Le pouvoir politique est le pouvoir populaire, le pouvoir citoyen ; il n’est en aucun cas celui d’un parti ou de tout autre structure organisée ; la démocratie directe ou active n’est pas celle de la consultation mais celle de la participation de toutes et de tous au processus de décision, en réduisant et contrôlant toute délégation de pouvoir (le maintien d’une démocratie représentative rendant impossible sa disparition immédiate).
Ainsi, la stratégie autogestionnaire doit être mise en oeuvre sans attendre ni « le grand soir » cher à l’extrême-gauche classique ni « la révolution par les urnes » remise récemment au goût du jour : c’est dès aujourd’hui qu’elle commence, sans attendre ni le mot d’ordre du déclenchement de l’insurrection, ni la victoire électorale ou la soumission aux institutions bourgeoises, tout en veillant à la validation par une majorité populaire du processus en cours, y compris par voie électorale.
De même qu’il a été nécessaire de repenser la démocratie, de la « démocratiser radicalement », c’est aussi la révolution qu’il faut « révolutionner radicalement » : on ne reproduira pas à l’échelle du monde, dans les sociétés du XIX° siècle, les schémas des révolutions du XX° siècle dans les périphéries du capitalisme
4 – Pas de stratégie autogestionnaire sans projet alternatif
Dans les consciences collectives et particulièrement dans les nouvelles générations, le socialisme et plus encore le communisme sont synonymes d’échec à changer le monde, y compris aux yeux de celles et de ceux qui aspirent à un changement radical.
On peut faire le pari que celles et ceux qui continuent de s’en réclamer dans le mouvement altermondialiste, par exemple, y sont certainement très minoritaires Le bilan dramatique des révolutions anti-capitalistes du XX° siècle oblige non seulement à repenser radicalement la stratégie de la révolution, mais aussi le projet de société lui-même.
Ce bilan nous oblige à « donner à voir », à celles et ceux qui veulent un changement radical, comme à celles et ceux qui par prudence préfèrent encore subir le capitalisme « tempéré par la démocratie » plutôt que l’enfermement bureaucratique ou la répression sanglante.

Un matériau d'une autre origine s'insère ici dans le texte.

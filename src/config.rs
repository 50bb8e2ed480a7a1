//! Vault configuration and per-user defaults.

use directories::BaseDirs;
use std::path::PathBuf;

use crate::crypto::KdfParams;
use crate::error::{Result, VaultError};

/// Environment variable consulted for the master password.
pub const DEFAULT_PASSWORD_ENV: &str = "KEYSAFE_PASSWORD";
/// OS keychain service holding the master password.
pub const DEFAULT_KEYCHAIN_SERVICE: &str = "keysafe";
/// OS keychain account holding the master password.
pub const DEFAULT_KEYCHAIN_ACCOUNT: &str = "master-password";

const VAULT_DIR: &str = ".keysafe";
const VAULT_FILE: &str = "vault.ksf";

/// Identifies the keychain entry the master password may be stored under.
#[derive(Debug, Clone, PartialEq, Eq)]
pub struct KeychainTarget {
    pub service: String,
    pub account: String,
}

impl Default for KeychainTarget {
    fn default() -> Self {
        Self {
            service: DEFAULT_KEYCHAIN_SERVICE.to_string(),
            account: DEFAULT_KEYCHAIN_ACCOUNT.to_string(),
        }
    }
}

/// Everything a [`CredentialStore`](crate::CredentialStore) needs to locate
/// its vault and resolve the master password.
#[derive(Debug, Clone)]
pub struct VaultConfig {
    /// Location of the vault file.
    pub path: PathBuf,
    /// Parameters for newly wrapped keys. Existing vaults keep the count
    /// stored in their header.
    pub kdf: KdfParams,
    /// Environment variable holding the master password.
    pub password_env: String,
    /// Keychain entry to consult first; `None` skips the keychain.
    pub keychain: Option<KeychainTarget>,
    /// Whether an interactive prompt may be used when a terminal is attached.
    pub prompt: bool,
}

impl VaultConfig {
    pub fn new(path: impl Into<PathBuf>) -> Self {
        Self {
            path: path.into(),
            kdf: KdfParams::default(),
            password_env: DEFAULT_PASSWORD_ENV.to_string(),
            keychain: Some(KeychainTarget::default()),
            prompt: true,
        }
    }

    /// Configuration for the vault in the current user's home directory.
    pub fn for_current_user() -> Result<Self> {
        Ok(Self::new(default_vault_path()?))
    }

    pub fn with_kdf(mut self, kdf: KdfParams) -> Self {
        self.kdf = kdf;
        self
    }

    pub fn without_keychain(mut self) -> Self {
        self.keychain = None;
        self
    }

    pub fn without_prompt(mut self) -> Self {
        self.prompt = false;
        self
    }
}

/// `~/.keysafe/vault.ksf`
pub fn default_vault_path() -> Result<PathBuf> {
    let dirs = BaseDirs::new().ok_or_else(|| {
        VaultError::Io(std::io::Error::new(
            std::io::ErrorKind::NotFound,
            "could not determine the home directory",
        ))
    })?;

    Ok(dirs.home_dir().join(VAULT_DIR).join(VAULT_FILE))
}

#[cfg(test)]
mod tests {
    use super::*;

    #[test]
    fn defaults() {
        let config = VaultConfig::new("/tmp/vault.ksf");
        assert_eq!(config.password_env, "KEYSAFE_PASSWORD");
        assert_eq!(config.keychain, Some(KeychainTarget::default()));
        assert!(config.prompt);
        assert_eq!(config.kdf, KdfParams::default());
    }

    #[test]
    fn builders_disable_sources() {
        let config = VaultConfig::new("/tmp/vault.ksf")
            .without_keychain()
            .without_prompt()
            .with_kdf(KdfParams::new(1_000).unwrap());
        assert!(config.keychain.is_none());
        assert!(!config.prompt);
        assert_eq!(config.kdf.iterations(), 1_000);
    }

    #[test]
    fn default_path_is_under_home() {
        let path = default_vault_path().unwrap();
        assert!(path.ends_with(".keysafe/vault.ksf"));
    }
}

Nous devons donc montrer -au moins partiellement- le contenu de ce projet de société et donner toutes les garanties démocratiques, y compris sur le terrain de son élaboration.
Celle-ci ne pourra s’effectuer que dans une combinaison d’expériences politiques et sociales, beaucoup plus larges encore que celles que nous connaissons, et de débats et théorisations non pas à l’échelle d’un pays mais à l’échelle du continent et du monde.
C’est bien ce qui justifie sur le fond le refus de s’enfermer dans l’entre-soi ou dans le sectarisme, et ce qui oblige à l’action commune et au débat unitaire, au-delà de la nécessité de construire de meilleurs rapports de force : aucune force politique n’a à elle-seule les clés de cette élaboration indispensable, celle d’un projet alternatif.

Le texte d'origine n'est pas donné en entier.